NEWSLETTER JULY 2019

The influential lifestyle magazine TRAVEL+LEISURE (American Express Group) announced its 2019 World’s Best Award Winners. Inkaterra is named as third best in the ‘World’s Best Hotel Brands’, a selection of the 25 outstanding companies in the hospitality industry.

“It is truly an honor to be part of the only Peruvian brand among the world’s 25 best, according to Travel+Leisure’ readers,” stated Inkaterra founder and CEO José Koechlin. “We are so grateful with our travelers’ invaluable support, who acknowledge four decades of teamwork, resilience and perseverance to share Peru’s cultural richness and natural diversity with the entire world”.
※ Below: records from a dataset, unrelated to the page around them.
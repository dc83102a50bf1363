use async_trait::async_trait;
use std::collections::{BTreeMap, BTreeSet, HashMap, HashSet};
use std::sync::{Arc, Mutex};
use thiserror::Error;

use orfo_core::model::{
    Category, MistakeRecord, Question, ReminderTime, UserId, sort_for_listing,
};

/// Errors surfaced by storage adapters.
#[derive(Debug, Error)]
#[non_exhaustive]
pub enum StorageError {
    #[error("not found")]
    NotFound,

    #[error("conflict")]
    Conflict,

    #[error("connection error: {0}")]
    Connection(String),

    #[error("serialization error: {0}")]
    Serialization(String),
}

/// Result of toggling a reminder time: submitting an absent time adds it,
/// submitting a present one removes it.
#[derive(Debug, Clone, Copy, PartialEq, Eq)]
pub enum ToggleOutcome {
    Added,
    Removed,
}

//
// ─── REPOSITORY CONTRACTS ──────────────────────────────────────────────────────
//

/// Per-user categories and their questions. Question order is insertion
/// order; category names are unique per user.
#[async_trait]
pub trait CategoryRepository: Send + Sync {
    /// Lists category names for a user, sorted by name.
    ///
    /// # Errors
    ///
    /// Returns `StorageError` on backend failure.
    async fn category_names(&self, user: &UserId) -> Result<Vec<String>, StorageError>;

    /// Fetches one category with its questions, `None` if absent.
    ///
    /// # Errors
    ///
    /// Returns `StorageError` on backend failure.
    async fn get_category(
        &self,
        user: &UserId,
        name: &str,
    ) -> Result<Option<Category>, StorageError>;

    /// Creates an empty category.
    ///
    /// # Errors
    ///
    /// Returns `StorageError::Conflict` when the name is already taken.
    async fn create_category(&self, user: &UserId, name: &str) -> Result<(), StorageError>;

    /// Appends a question to a category.
    ///
    /// # Errors
    ///
    /// Returns `StorageError::NotFound` when the category does not exist.
    async fn add_question(
        &self,
        user: &UserId,
        category: &str,
        question: &Question,
    ) -> Result<(), StorageError>;

    /// Replaces the first question matching `old_pair` with `question`.
    ///
    /// # Errors
    ///
    /// Returns `StorageError::NotFound` when nothing matches.
    async fn replace_question(
        &self,
        user: &UserId,
        category: &str,
        old_pair: &str,
        question: &Question,
    ) -> Result<(), StorageError>;

    /// Removes the first question matching `pair`.
    ///
    /// # Errors
    ///
    /// Returns `StorageError::NotFound` when nothing matches.
    async fn remove_question(
        &self,
        user: &UserId,
        category: &str,
        pair: &str,
    ) -> Result<(), StorageError>;

    /// Number of questions in a category (0 when the category is absent).
    ///
    /// # Errors
    ///
    /// Returns `StorageError` on backend failure.
    async fn question_count(&self, user: &UserId, category: &str) -> Result<u32, StorageError>;

    /// Deletes a category and its questions.
    ///
    /// # Errors
    ///
    /// Returns `StorageError::NotFound` when the category does not exist.
    async fn delete_category(&self, user: &UserId, name: &str) -> Result<(), StorageError>;
}

/// The durable mistake ledger. Counts are strictly positive: an operation
/// that would leave a zero count deletes the entry instead, and a category
/// group with no entries does not exist.
#[async_trait]
pub trait LedgerRepository: Send + Sync {
    /// Adds one to an entry, creating it at 1. Returns the new count.
    ///
    /// # Errors
    ///
    /// Returns `StorageError` on backend failure.
    async fn increment(
        &self,
        user: &UserId,
        category: &str,
        pair: &str,
    ) -> Result<u32, StorageError>;

    /// Subtracts one, deleting the entry when it reaches zero. Returns the
    /// remaining count (0 means removed; an absent entry also yields 0).
    ///
    /// # Errors
    ///
    /// Returns `StorageError` on backend failure.
    async fn decrement_or_remove(
        &self,
        user: &UserId,
        category: &str,
        pair: &str,
    ) -> Result<u32, StorageError>;

    /// Overwrites a count; 0 deletes the entry.
    ///
    /// # Errors
    ///
    /// Returns `StorageError::NotFound` when the entry does not exist.
    async fn set_count(
        &self,
        user: &UserId,
        category: &str,
        pair: &str,
        count: u32,
    ) -> Result<(), StorageError>;

    /// Deletes one entry.
    ///
    /// # Errors
    ///
    /// Returns `StorageError::NotFound` when the entry does not exist.
    async fn remove_entry(
        &self,
        user: &UserId,
        category: &str,
        pair: &str,
    ) -> Result<(), StorageError>;

    /// Deletes every entry of a category. Idempotent.
    ///
    /// # Errors
    ///
    /// Returns `StorageError` on backend failure.
    async fn clear_category(&self, user: &UserId, category: &str) -> Result<(), StorageError>;

    /// Moves an entry to a new pair key, carrying the count across a
    /// question edit. An existing entry under the new key is overwritten;
    /// renaming an absent entry is a no-op.
    ///
    /// # Errors
    ///
    /// Returns `StorageError` on backend failure.
    async fn rename_entry(
        &self,
        user: &UserId,
        category: &str,
        old_pair: &str,
        new_pair: &str,
    ) -> Result<(), StorageError>;

    /// Lists entries, optionally scoped to one category, sorted by
    /// descending count then pair.
    ///
    /// # Errors
    ///
    /// Returns `StorageError` on backend failure.
    async fn entries(
        &self,
        user: &UserId,
        category: Option<&str>,
    ) -> Result<Vec<MistakeRecord>, StorageError>;

    /// Category names that currently hold at least one entry, sorted by name.
    ///
    /// # Errors
    ///
    /// Returns `StorageError` on backend failure.
    async fn categories_with_mistakes(&self, user: &UserId) -> Result<Vec<String>, StorageError>;
}
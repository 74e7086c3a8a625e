//! Pseudo-random bytes for CSMA backoff exponents and sequence numbers.
//!
//! A 16-bit Galois LFSR seeded from receiver ADC noise. Not suitable for
//! anything cryptographic.
//!
//! # Example
//!
//! ```
//! use mac_low_level::mac::MacRandom;
//! use mac_low_level::sim::SimRadio;
//! use rand_core::RngCore;
//!
//! let radio = SimRadio::new();
//! let mut random = MacRandom::new();
//! random.init(&radio);
//!
//! let backoff_exponent = random.random_byte() & 0x07;
//! assert!(backoff_exponent < 8);
//!
//! let mut buf = [0u8; 4];
//! random.fill_bytes(&mut buf);
//! ```

use crate::hal::critical;
use crate::hal::RadioControl;
use log::debug;
use rand_core::{impls, RngCore};
use std::cell::Cell;

/// Seed used when the noise source produced sixteen zero bits.
pub const DEFAULT_RANDOM_SEED: u16 = 0xBEEF;

/// Feedback taps for x^16 + x^14 + x^13 + x^11 + 1.
const LFSR_TAPS: u16 = 0xB400;

#[derive(Debug)]
pub struct MacRandom {
    lfsr: Cell<u16>,
}

impl Default for MacRandom {
    fn default() -> Self {
        Self::new()
    }
}

impl MacRandom {
    pub fn new() -> Self {
        Self {
            lfsr: Cell::new(DEFAULT_RANDOM_SEED),
        }
    }

    /// Seed from sixteen bits of receiver noise. The radio is left off.
    pub fn init<R: RadioControl>(&self, radio: &R) {
        radio.enter_noise_sampling();
        let seed = (0..16).fold(0u16, |seed, _| (seed << 1) | u16::from(radio.noise_bit()));
        radio.exit_noise_sampling();

        self.seed(seed);
        debug!("random seeded with 0x{:04X}", self.lfsr.get());
    }

    /// Seed directly. A zero seed is replaced with [`DEFAULT_RANDOM_SEED`].
    pub fn seed(&self, seed: u16) {
        let seed = if seed == 0 { DEFAULT_RANDOM_SEED } else { seed };
        critical::with(|| self.lfsr.set(seed));
    }

    /// Clock the generator once and return its high byte.
    pub fn random_byte(&self) -> u8 {
        critical::with(|| {
            let state = self.lfsr.get();
            let mut next = state >> 1;
            if state & 1 != 0 {
                next ^= LFSR_TAPS;
            }
            self.lfsr.set(next);
            (next >> 8) as u8
        })
    }

    pub fn state(&self) -> u16 {
        self.lfsr.get()
    }
}

impl RngCore for MacRandom {
    fn next_u32(&mut self) -> u32 {
        impls::next_u32_via_fill(self)
    }

    fn next_u64(&mut self) -> u64 {
        impls::next_u64_via_fill(self)
    }

    fn fill_bytes(&mut self, dest: &mut [u8]) {
        for byte in dest.iter_mut() {
            *byte = self.random_byte();
        }
    }

    fn try_fill_bytes(&mut self, dest: &mut [u8]) -> Result<(), rand_core::Error> {
        self.fill_bytes(dest);
        Ok(())
    }
}
//! MAC low-level lifecycle and timer interrupt dispatch.
//!
//! Ties the components to one timer and one radio: start-up ordering, MAC
//! reset, and routing of the MAC timer interrupt to the backoff clock or to
//! energy detect.
//!
//! # Example
//!
//! ```
//! use mac_low_level::config::MacConfig;
//! use mac_low_level::mac::{BackoffTimer, MacLowLevel, MacRadio, MacRandom, RadioActivity, RxOnOff};
//! use mac_low_level::sim::{SimRadio, SimTimer};
//!
//! let config = MacConfig { channel: 15, ..Default::default() };
//! let timer = SimTimer::new();
//! let radio = SimRadio::new();
//! let activity = RadioActivity::new();
//! let random = MacRandom::new();
//! let rx = RxOnOff::new(&radio, &activity);
//! let mac_radio = MacRadio::new(&timer, &radio, &activity, &rx);
//! let backoff = BackoffTimer::new(&timer, &activity, config.backoff_rollover);
//!
//! let mac = MacLowLevel::new(&timer, &radio, &random, &rx, &mac_radio, &backoff, config).unwrap();
//! mac.init();
//!
//! timer.step();
//! while let Some(source) = timer.pending_interrupt() {
//!     mac.timer_isr(source);
//! }
//! assert_eq!(backoff.count(), 1);
//! assert_eq!(radio.channel(), 15);
//! ```

use super::backoff_timer::BackoffTimer;
use super::radio::MacRadio;
use super::random::MacRandom;
use super::rx_onoff::RxOnOff;
use crate::config::{ConfigError, MacConfig};
use crate::hal::critical;
use crate::hal::{HardwareTimer, RadioControl, TimerInterrupt};
use log::{debug, info};

pub struct MacLowLevel<'a, T: HardwareTimer, R: RadioControl> {
    timer: &'a T,
    radio: &'a R,
    random: &'a MacRandom,
    rx: &'a RxOnOff<'a, R>,
    mac_radio: &'a MacRadio<'a, T, R>,
    backoff: &'a BackoffTimer<'a, T>,
    config: MacConfig,
}

impl<'a, T: HardwareTimer, R: RadioControl> MacLowLevel<'a, T, R> {
    /// Bind the components to a validated configuration. Nothing touches the
    /// hardware until [`init`](Self::init).
    pub fn new(
        timer: &'a T,
        radio: &'a R,
        random: &'a MacRandom,
        rx: &'a RxOnOff<'a, R>,
        mac_radio: &'a MacRadio<'a, T, R>,
        backoff: &'a BackoffTimer<'a, T>,
        config: MacConfig,
    ) -> Result<Self, ConfigError> {
        config.validate()?;

        Ok(Self {
            timer,
            radio,
            random,
            rx,
            mac_radio,
            backoff,
            config,
        })
    }

    /// Power-up initialization.
    ///
    /// The random generator is seeded first, while the receiver is still
    /// free for noise sampling.
    pub fn init(&self) {
        self.random.init(self.radio);

        self.rx.init();
        self.mac_radio.init();
        self.backoff.init();
        self.backoff.set_rollover(self.config.backoff_rollover);

        self.radio.enable_rx_threshold_interrupt();

        self.mac_radio.set_channel(self.config.channel);
        self.mac_radio.set_tx_power(self.config.tx_power_minus_dbm);

        info!(
            "MAC low level up: channel {}, rollover {}",
            self.config.channel, self.config.backoff_rollover
        );
    }

    /// MAC reset. The caller must have interrupts disabled.
    ///
    /// The receiver is forced off, scans and energy detect are stopped, and
    /// the backoff clock restarts from zero with the configured rollover.
    pub fn reset(&self) {
        debug_assert!(
            critical::interrupts_disabled(),
            "MAC reset requires interrupts disabled"
        );

        self.rx.hard_disable();
        self.mac_radio.reset();
        self.backoff.reset();
        self.backoff.set_rollover(self.config.backoff_rollover);
        debug!("MAC low level reset");
    }

    /// MAC timer interrupt entry point.
    pub fn timer_isr(&self, source: TimerInterrupt) {
        match source {
            TimerInterrupt::OverflowCompare => {
                self.timer.disable_compare_interrupt();
                self.timer.clear_compare_interrupt();
                self.backoff.compare_isr();
                self.timer.enable_compare_interrupt();
            }
            TimerInterrupt::Period => {
                self.mac_radio.energy_detect().sample();
                self.timer.clear_period_interrupt();
            }
        }
    }

    pub fn config(&self) -> &MacConfig {
        &self.config
    }
}
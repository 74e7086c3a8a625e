//! Deterministic host fakes for the MAC hardware.
//!
//! This module contains:
//! - [`SimTimer`]: MAC timer stepped one backoff period at a time
//! - [`SimRadio`]: Radio that records every strobe and register write
//! - [`SimClient`]: Upper layer that records every callback
//!
//! Interrupts never fire on their own. Tests and the host simulator step the
//! timer and call the interrupt entry points synchronously, so callback order
//! and resulting state can be asserted exactly.

mod client;
#[cfg(test)]
pub(crate) mod logger;
mod radio;
mod timer;

pub use client::{ClientEvent, SimClient};
pub use radio::{RadioEvent, SimRadio};
pub use timer::SimTimer;
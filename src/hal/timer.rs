//! MAC timer capability.
//!
//! The hardware timer counts ticks within one backoff period and wraps every
//! [`ticks_per_backoff`](HardwareTimer::ticks_per_backoff) ticks. Each wrap
//! increments a separate overflow counter: that counter is the raw backoff
//! count, and it raises the compare interrupt when it equals the compare
//! register.

/// Source of a MAC timer interrupt.
#[derive(Debug, Clone, Copy, PartialEq, Eq)]
pub enum TimerInterrupt {
    /// Overflow counter matched the compare register.
    OverflowCompare,
    /// Tick counter wrapped, i.e. one backoff period elapsed. Only enabled
    /// while energy detect is sampling.
    Period,
}

/// Register-level access to the MAC timer.
///
/// Methods take `&self`: implementations write hardware registers (or, in a
/// fake, interior-mutable state) and are called from both foreground and
/// interrupt context.
pub trait HardwareTimer {
    /// Current overflow (backoff) count.
    fn count(&self) -> u32;

    /// Overwrite the overflow (backoff) count.
    fn set_count(&self, count: u32);

    /// Program the overflow compare register.
    fn set_compare(&self, compare: u32);

    /// Write the live tick counter directly, delaying the timer by `ticks`
    /// relative to its current period. The timer must be running.
    fn force_delay(&self, ticks: u16);

    /// Ticks in one backoff period.
    fn ticks_per_backoff(&self) -> u16;

    /// Ticks in one symbol.
    fn ticks_per_symbol(&self) -> u16;

    fn enable_compare_interrupt(&self);
    fn disable_compare_interrupt(&self);
    fn clear_compare_interrupt(&self);

    fn enable_period_interrupt(&self);
    fn disable_period_interrupt(&self);
    fn clear_period_interrupt(&self);
}
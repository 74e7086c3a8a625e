//! IEEE 802.15.4 MAC low level.
//!
//! This module contains:
//! - [`backoff_timer`]: Wrapping backoff clock with a schedulable trigger
//! - [`rx_onoff`]: Receiver on/off arbitration
//! - [`radio`]: Deferred channel and power changes, scans, address registers
//! - [`energy_detect`]: Peak RSSI measurement for energy detect scans
//! - [`random`]: Noise-seeded pseudo-random bytes
//! - [`low_level`]: Start-up, reset and timer interrupt dispatch
//!
//! Every component is a context object holding `Cell`s and borrowing its
//! collaborators, so the whole MAC is built once and passed by reference to
//! the interrupt entry points. Shared state is only touched inside a
//! [`CriticalSection`](crate::hal::CriticalSection).

mod activity;
pub mod backoff_timer;
pub mod energy_detect;
pub mod low_level;
pub mod radio;
pub mod random;
pub mod rx_onoff;

pub use activity::RadioActivity;
pub use backoff_timer::{BackoffClient, BackoffTimer, CompareState};
pub use energy_detect::EnergyDetect;
pub use low_level::MacLowLevel;
pub use radio::{MacRadio, RxFilter, ScanMode};
pub use random::MacRandom;
pub use rx_onoff::{rx_flags, RxOnOff, RxTxHooks};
Established in 1975, Inkaterra pioneered ecotourism and sustainable development in Peru. Through its holistic approach, the brand produces scientific research as a basis for biodiversity conservation, education and the wellbeing of local communities in the Amazon rainforest of Madre de Dios, the Machu Picchu cloud forest, the Sacred Valley of the Incas, the city of Cusco and the Tropical Sea, coast and dry desert of Cabo Blanco in Northern Peru.

Celebrated for its hotels’ artisanal design, inspired by native architecture and built with local materials in harmony with the environment, Inkaterra caters to more than 200,000 travelers every year. The brand is member of various alliances, including Relais & Châteaux, Virtuoso and National Geographic Unique Lodges of the World.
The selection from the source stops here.